> [EXERCISE OBJECTIVE]: Records follow. Pull out every line that contains "lock".

> [RECORDS FOR THIS TASK]:
***

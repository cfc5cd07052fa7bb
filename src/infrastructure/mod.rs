//! Infrastructure adapters: connections, rate limiting, caching, routing.

pub mod backoff;
pub mod cache;
pub mod facts;
pub mod limiter;
pub mod pool;
pub mod router;
pub mod ws;

pub use backoff::Backoff;
pub use cache::{CacheCategory, CacheStats, DataCache};
pub use facts::FactsClient;
pub use limiter::{EndpointClass, LimiterStats, Priority, RateLimiter};
pub use pool::{ConnectionPool, PoolStats, StreamEvent, StreamHandle};
pub use router::{EventRouter, EventStream, RouterStats};
pub use ws::{ws_transport_factory, WsTransport};
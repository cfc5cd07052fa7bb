//! Process-wide risk accounting state.

use chrono::{DateTime, NaiveDate, Utc};
use rust_decimal::Decimal;
use serde::{Deserialize, Serialize};
use std::collections::HashMap;

/// Mutable risk accounting shared between the risk gate and the ledger.
///
/// Mutated only under the ledger lock so that every change is linearizable
/// with respect to risk checks. Daily pnl resets on the UTC day boundary;
/// the cooldown is monotonic — closing a winner never shortens it.
#[derive(Debug, Clone, Serialize, Deserialize)]
pub struct RiskState {
    day: NaiveDate,
    daily_pnl: Decimal,
    open_positions: usize,
    consecutive_losses: u32,
    cooldown_until: Option<DateTime<Utc>>,
    strategy_exposure: HashMap<String, Decimal>,
}

impl RiskState {
    /// Fresh state for the current UTC day.
    #[must_use]
    pub fn new() -> Self {
        Self {
            day: Utc::now().date_naive(),
            daily_pnl: Decimal::ZERO,
            open_positions: 0,
            consecutive_losses: 0,
            cooldown_until: None,
            strategy_exposure: HashMap::new(),
        }
    }

    /// Pnl realized so far today.
    #[must_use]
    pub fn daily_pnl(&self) -> Decimal {
        self.daily_pnl
    }

    /// Number of currently open positions.
    #[must_use]
    pub fn open_positions(&self) -> usize {
        self.open_positions
    }

    /// Current consecutive-loss streak.
    #[must_use]
    pub fn consecutive_losses(&self) -> u32 {
        self.consecutive_losses
    }

    /// Cooldown deadline, if one is armed.
    #[must_use]
    pub fn cooldown_until(&self) -> Option<DateTime<Utc>> {
        self.cooldown_until
    }

    /// Whether the cooldown is active at `now`.
    #[must_use]
    pub fn in_cooldown(&self, now: DateTime<Utc>) -> bool {
        self.cooldown_until.is_some_and(|until| now < until)
    }

    /// Exposure currently attributed to `strategy`.
    #[must_use]
    pub fn strategy_exposure(&self, strategy: &str) -> Decimal {
        self.strategy_exposure
            .get(strategy)
            .copied()
            .unwrap_or(Decimal::ZERO)
    }

    /// Roll the daily pnl if `now` is on a new UTC day.
    pub fn roll_day(&mut self, now: DateTime<Utc>) {
        let today = now.date_naive();
        if today != self.day {
            self.day = today;
            self.daily_pnl = Decimal::ZERO;
        }
    }

    /// Account for a newly opened position.
    pub fn record_open(&mut self, strategy: &str, notional: Decimal) {
        self.open_positions += 1;
        *self
            .strategy_exposure
            .entry(strategy.to_string())
            .or_insert(Decimal::ZERO) += notional;
    }

    /// Account for a closed position.
    ///
    /// Updates daily pnl (after the day-boundary roll), the loss streak,
    /// and arms the cooldown once the streak reaches `loss_streak_threshold`.
    pub fn record_close(
        &mut self,
        strategy: &str,
        notional: Decimal,
        realized_pnl: Decimal,
        now: DateTime<Utc>,
        loss_streak_threshold: u32,
        cooldown: chrono::Duration,
    ) {
        self.roll_day(now);
        self.daily_pnl += realized_pnl;
        self.open_positions = self.open_positions.saturating_sub(1);

        if let Some(exposure) = self.strategy_exposure.get_mut(strategy) {
            *exposure = (*exposure - notional).max(Decimal::ZERO);
        }

        if realized_pnl < Decimal::ZERO {
            self.consecutive_losses += 1;
            if self.consecutive_losses >= loss_streak_threshold {
                let until = now + cooldown;
                // Monotonic: never shorten an already-armed cooldown.
                if self.cooldown_until.map_or(true, |current| until > current) {
                    self.cooldown_until = Some(until);
                }
            }
        } else {
            self.consecutive_losses = 0;
        }
    }
}

impl Default for RiskState {
    fn default() -> Self {
        Self::new()
    }
}
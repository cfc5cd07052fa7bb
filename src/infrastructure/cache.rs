//! TTL cache with per-category lifetimes and oldest-first eviction.

use std::collections::VecDeque;
use std::sync::atomic::{AtomicU64, Ordering};
use std::sync::Arc;
use std::time::{Duration, Instant};

use dashmap::DashMap;
use parking_lot::Mutex;
use serde_json::Value;
use tracing::trace;

use crate::config::CacheConfig;

/// Cache categories, each with its own TTL.
#[derive(Debug, Clone, Copy, PartialEq, Eq)]
pub enum CacheCategory {
    Security,
    Holder,
    Price,
    Route,
}

impl CacheCategory {
    fn index(self) -> usize {
        match self {
            Self::Security => 0,
            Self::Holder => 1,
            Self::Price => 2,
            Self::Route => 3,
        }
    }
}

/// Point-in-time cache statistics.
#[derive(Debug, Clone, Copy)]
pub struct CacheStats {
    pub hits: u64,
    pub misses: u64,
    pub evictions: u64,
    pub entries: usize,
}

struct CacheEntry {
    value: Value,
    expires_at: Instant,
}

struct CacheInner {
    entries: DashMap<String, CacheEntry>,
    /// Keys in insertion order, for oldest-first eviction.
    order: Mutex<VecDeque<String>>,
    ttls: [Duration; 4],
    max_entries: usize,
    hits: AtomicU64,
    misses: AtomicU64,
    evictions: AtomicU64,
}

/// Shared read-through cache for facts, prices, and route quotes.
///
/// Expiry is checked at retrieval time: an expired entry counts as a miss
/// and is removed, so a value past its TTL is never returned. When the
/// entry cap is reached, the oldest-written entries are evicted first.
#[derive(Clone)]
pub struct DataCache {
    inner: Arc<CacheInner>,
}

impl DataCache {
    #[must_use]
    pub fn new(config: &CacheConfig) -> Self {
        Self {
            inner: Arc::new(CacheInner {
                entries: DashMap::new(),
                order: Mutex::new(VecDeque::new()),
                ttls: [
                    Duration::from_secs(config.security_ttl_secs),
                    Duration::from_secs(config.holder_ttl_secs),
                    Duration::from_secs(config.price_ttl_secs),
                    Duration::from_secs(config.route_ttl_secs),
                ],
                max_entries: config.max_entries,
                hits: AtomicU64::new(0),
                misses: AtomicU64::new(0),
                evictions: AtomicU64::new(0),
            }),
        }
    }

    /// Look up `key`, treating an expired entry as a miss.
    #[must_use]
    pub fn get(&self, key: &str) -> Option<Value> {
        let now = Instant::now();
        let live = {
            let entry = self.inner.entries.get(key);
            entry.and_then(|e| (e.expires_at > now).then(|| e.value.clone()))
        };
        if let Some(value) = live {
            self.inner.hits.fetch_add(1, Ordering::Relaxed);
            return Some(value);
        }
        self.inner
            .entries
            .remove_if(key, |_, entry| entry.expires_at <= now);
        self.inner.misses.fetch_add(1, Ordering::Relaxed);
        None
    }

    /// Store `value` under `key` with the category's TTL, evicting the
    /// oldest entries if the cache is over capacity.
    pub fn set(&self, key: impl Into<String>, value: Value, category: CacheCategory) {
        let key = key.into();
        let expires_at = Instant::now() + self.inner.ttls[category.index()];
        let previous = self.inner.entries.insert(
            key.clone(),
            CacheEntry { value, expires_at },
        );
        trace!(key = %key, category = ?category, "Cache set");

        let mut order = self.inner.order.lock();
        if previous.is_none() {
            order.push_back(key);
        }
        while self.inner.entries.len() > self.inner.max_entries {
            let Some(oldest) = order.pop_front() else {
                break;
            };
            if self.inner.entries.remove(&oldest).is_some() {
                self.inner.evictions.fetch_add(1, Ordering::Relaxed);
            }
        }
    }

    /// Point-in-time statistics.
    #[must_use]
    pub fn stats(&self) -> CacheStats {
        CacheStats {
            hits: self.inner.hits.load(Ordering::Relaxed),
            misses: self.inner.misses.load(Ordering::Relaxed),
            evictions: self.inner.evictions.load(Ordering::Relaxed),
            entries: self.inner.entries.len(),
        }
    }
}
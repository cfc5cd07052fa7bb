//! Trait seams between the application core and the outside world.

pub mod scoring;
pub mod transport;
pub mod venue;

pub use scoring::ScoringProvider;
pub use transport::{StreamTransport, TransportEvent, TransportFactory};
pub use venue::{ExecutionVenue, Fill, SwapReceipt};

***

> [EXERCISE OUTPUT]:
/// Mutated only under the ledger lock so that every change is linearizable
        let mut order = self.inner.order.lock();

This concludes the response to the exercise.